▸ **What is required**
Stopping at the line that holds "the drain ended.", repeat the lines below exactly, starting from the very first and including that final line.

-*-*-

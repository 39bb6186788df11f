//! Main application orchestration.
//!
//! Owns the store handle, the optional chat source and the lifecycle, and
//! drives startup, steady state and the ordered drain.

use std::sync::Arc;
use std::time::Duration;

use sigrelay_api::{bind_with_retry, create_router, serve, ApiError, AppState};
use sigrelay_ingest::{DynEventSource, IngestionAdapter, TelegramClient, TelegramPoller};
use sigrelay_store::{DynRecordStore, PgStore};
use tokio::net::TcpListener;
use tokio::task::JoinHandle;
use tokio_util::sync::CancellationToken;
use tracing::{error, info, warn};

use crate::config::AppConfig;
use crate::error::AppResult;
use crate::lifecycle::{Lifecycle, LifecycleState};

/// How the drain ended.
#[derive(Debug, Clone, Copy, PartialEq, Eq)]
pub enum ExitStatus {
    /// Drain completed in order.
    Clean,
    /// Drain did not finish before the deadline.
    DeadlineExceeded,
}

impl ExitStatus {
    pub fn code(&self) -> i32 {
        match self {
            Self::Clean => 0,
            Self::DeadlineExceeded => 1,
        }
    }
}

/// Cloneable trigger for the drain.
#[derive(Debug, Clone, Default)]
pub struct ShutdownHandle {
    token: CancellationToken,
}

impl ShutdownHandle {
    pub fn new() -> Self {
        Self::default()
    }

    /// Request shutdown. Only the first call is logged.
    pub fn trigger(&self, reason: &str) {
        if !self.token.is_cancelled() {
            info!(reason, "Shutdown requested");
            self.token.cancel();
        }
    }

    pub fn is_triggered(&self) -> bool {
        self.token.is_cancelled()
    }

    pub async fn triggered(&self) {
        self.token.cancelled().await;
    }
}

/// Main application.
pub struct Application {
    config: AppConfig,
    store: DynRecordStore,
    source: Option<DynEventSource>,
    lifecycle: Arc<Lifecycle>,
    shutdown: ShutdownHandle,
}

impl Application {
    /// Build the PostgreSQL-backed application. The pool connects lazily,
    /// so nothing touches the network until `run`.
    pub fn new(config: AppConfig) -> AppResult<Self> {
        let store: DynRecordStore = Arc::new(PgStore::connect_lazy(&config.store_config()?)?);
        let source = Self::telegram_source(&config)?;
        Ok(Self::from_parts(config, store, source))
    }

    /// Assemble from already-built parts.
    pub fn from_parts(
        config: AppConfig,
        store: DynRecordStore,
        source: Option<DynEventSource>,
    ) -> Self {
        Self {
            config,
            store,
            source,
            lifecycle: Arc::new(Lifecycle::new()),
            shutdown: ShutdownHandle::new(),
        }
    }

    fn telegram_source(config: &AppConfig) -> AppResult<Option<DynEventSource>> {
        let telegram = &config.telegram;
        let Some(token) = telegram.bot_token.as_deref() else {
            error!("BOT_TOKEN is not set, chat ingestion disabled");
            return Ok(None);
        };

        let poll_timeout = Duration::from_secs(telegram.poll_timeout_secs);
        let client = TelegramClient::new(&telegram.api_url, token, poll_timeout)?;
        Ok(Some(Arc::new(TelegramPoller::new(client, poll_timeout))))
    }

    pub fn shutdown_handle(&self) -> ShutdownHandle {
        self.shutdown.clone()
    }

    pub fn lifecycle(&self) -> Arc<Lifecycle> {
        Arc::clone(&self.lifecycle)
    }

    /// Run until shutdown is requested and the drain finishes.
    ///
    /// Startup failures return `Err` with the lifecycle in FAILED.
    pub async fn run(self) -> AppResult<ExitStatus> {
        self.lifecycle.transition(LifecycleState::Connecting)?;

        let adapter = Arc::new(IngestionAdapter::new(
            Arc::clone(&self.store),
            self.config.ingest_config(),
        ));

        let listener = tokio::select! {
            biased;
            () = self.shutdown.triggered() => {
                info!("Shutdown requested during startup");
                self.lifecycle.transition(LifecycleState::Draining)?;
                self.store.close().await;
                self.lifecycle.transition(LifecycleState::Stopped)?;
                return Ok(ExitStatus::Clean);
            }
            result = self.connect(&adapter) => match result {
                Ok(listener) => listener,
                Err(e) => {
                    error!(error = %e, "Startup failed");
                    self.lifecycle.fail();
                    self.store.close().await;
                    return Err(e);
                }
            },
        };

        let port = listener.local_addr()?.port();
        self.lifecycle.set_bound_port(port);

        let http_token = CancellationToken::new();
        let http_task = self.spawn_http(listener, port, http_token.clone());

        let ingest_token = CancellationToken::new();
        let ingest_task = self.spawn_ingestion(&adapter, ingest_token.clone());

        self.lifecycle.transition(LifecycleState::Ready)?;
        info!(
            port,
            ingestion = ingest_task.is_some(),
            mode = %adapter.config().capture_mode,
            "Service ready"
        );

        self.shutdown.triggered().await;
        self.lifecycle.transition(LifecycleState::Draining)?;

        let drain = async {
            http_token.cancel();
            match http_task.await {
                Ok(Ok(())) => {}
                Ok(Err(e)) => warn!(error = %e, "HTTP server stopped with error"),
                Err(e) => error!(error = %e, "HTTP task panicked"),
            }

            ingest_token.cancel();
            if let Some(task) = ingest_task {
                if let Err(e) = task.await {
                    error!(error = %e, "Ingestion task panicked");
                }
            }

            self.store.close().await;
        };

        let deadline = self.config.drain_timeout();
        match tokio::time::timeout(deadline, drain).await {
            Ok(()) => {
                self.lifecycle.transition(LifecycleState::Stopped)?;
                info!("Shutdown complete");
                Ok(ExitStatus::Clean)
            }
            Err(_) => {
                error!(
                    deadline_secs = deadline.as_secs(),
                    "Drain deadline exceeded, forcing exit"
                );
                self.lifecycle.fail();
                Ok(ExitStatus::DeadlineExceeded)
            }
        }
    }

    /// CONNECTING: verify the schema, bind the listener, launch ingestion.
    async fn connect(&self, adapter: &IngestionAdapter) -> AppResult<TcpListener> {
        self.store.verify_schema().await?;
        info!("Database schema verified");

        let listener = bind_with_retry(&self.config.api_config()).await?;

        match &self.source {
            Some(source) => {
                adapter.launch(source.as_ref()).await?;
            }
            None => warn!("No chat source configured, running API only"),
        }

        Ok(listener)
    }

    fn spawn_http(
        &self,
        listener: TcpListener,
        port: u16,
        token: CancellationToken,
    ) -> JoinHandle<Result<(), ApiError>> {
        let state = AppState::new(Arc::clone(&self.store), self.config.api_config()).with_port(port);
        let router = create_router(state);
        let shutdown = self.shutdown.clone();

        tokio::spawn(async move {
            let result = serve(listener, router, token.clone()).await;
            if !token.is_cancelled() {
                error!("HTTP server exited unexpectedly");
                shutdown.trigger("http server exited");
            }
            result
        })
    }

    fn spawn_ingestion(
        &self,
        adapter: &Arc<IngestionAdapter>,
        token: CancellationToken,
    ) -> Option<JoinHandle<()>> {
        let source = self.source.clone()?;
        let adapter = Arc::clone(adapter);
        let shutdown = self.shutdown.clone();

        Some(tokio::spawn(async move {
            adapter.run(source.as_ref(), token.clone()).await;
            if !token.is_cancelled() {
                error!("Ingestion loop exited unexpectedly");
                shutdown.trigger("ingestion exited");
            }
        }))
    }
}

/// Route panics anywhere in the process into the drain.
///
/// The previous hook still runs, so the panic message is printed as usual.
pub fn install_panic_hook(handle: ShutdownHandle) {
    let previous = std::panic::take_hook();
    std::panic::set_hook(Box::new(move |info| {
        previous(info);
        error!(panic = %info, "Uncaught panic");
        handle.trigger("panic");
    }));
}

/// Wait for SIGINT or SIGTERM, then trigger shutdown.
pub async fn wait_for_signal(handle: ShutdownHandle) -> AppResult<()> {
    #[cfg(unix)]
    {
        use tokio::signal::unix::{signal, SignalKind};
        let mut terminate = signal(SignalKind::terminate())?;
        tokio::select! {
            result = tokio::signal::ctrl_c() => {
                result?;
                handle.trigger("SIGINT");
            }
            _ = terminate.recv() => handle.trigger("SIGTERM"),
            () = handle.triggered() => {}
        }
    }

    #[cfg(not(unix))]
    {
        tokio::select! {
            result = tokio::signal::ctrl_c() => {
                result?;
                handle.trigger("interrupt");
            }
            () = handle.triggered() => {}
        }
    }

    Ok(())
}

#[cfg(test)]
mod tests {
    use super::*;
    use crate::error::AppError;

    #[test]
    fn test_exit_codes() {
        assert_eq!(ExitStatus::Clean.code(), 0);
        assert_eq!(ExitStatus::DeadlineExceeded.code(), 1);
    }

    #[test]
    fn test_shutdown_handle_is_shared() {
        let handle = ShutdownHandle::new();
        let clone = handle.clone();
        assert!(!handle.is_triggered());
        clone.trigger("test");
        assert!(handle.is_triggered());
        handle.trigger("again");
        assert!(clone.is_triggered());
    }

    #[test]
    fn test_missing_token_disables_ingestion() {
        let config = AppConfig::default();
        assert!(Application::telegram_source(&config).unwrap().is_none());
    }

    #[test]
    fn test_token_builds_poller() {
        let mut config = AppConfig::default();
        config.telegram.bot_token = Some("1:abc".to_string());
        assert!(Application::telegram_source(&config).unwrap().is_some());
    }

    #[test]
    fn test_new_requires_database_url() {
        assert!(matches!(
            Application::new(AppConfig::default()),
            Err(AppError::Config(_))
        ));
    }
}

-*-*-

▸ **Task solution**
repository 39bb6186788df11f
//! Main application orchestration.
//!
//! Owns the store handle, the optional chat source and the lifecycle, and
//! drives startup, steady state and the ordered drain.

use std::sync::Arc;
use std::time::Duration;

use sigrelay_api::{bind_with_retry, create_router, serve, ApiError, AppState};
use sigrelay_ingest::{DynEventSource, IngestionAdapter, TelegramClient, TelegramPoller};
use sigrelay_store::{DynRecordStore, PgStore};
use tokio::net::TcpListener;
use tokio::task::JoinHandle;
use tokio_util::sync::CancellationToken;
use tracing::{error, info, warn};

use crate::config::AppConfig;
use crate::error::AppResult;
use crate::lifecycle::{Lifecycle, LifecycleState};

/// How the drain ended.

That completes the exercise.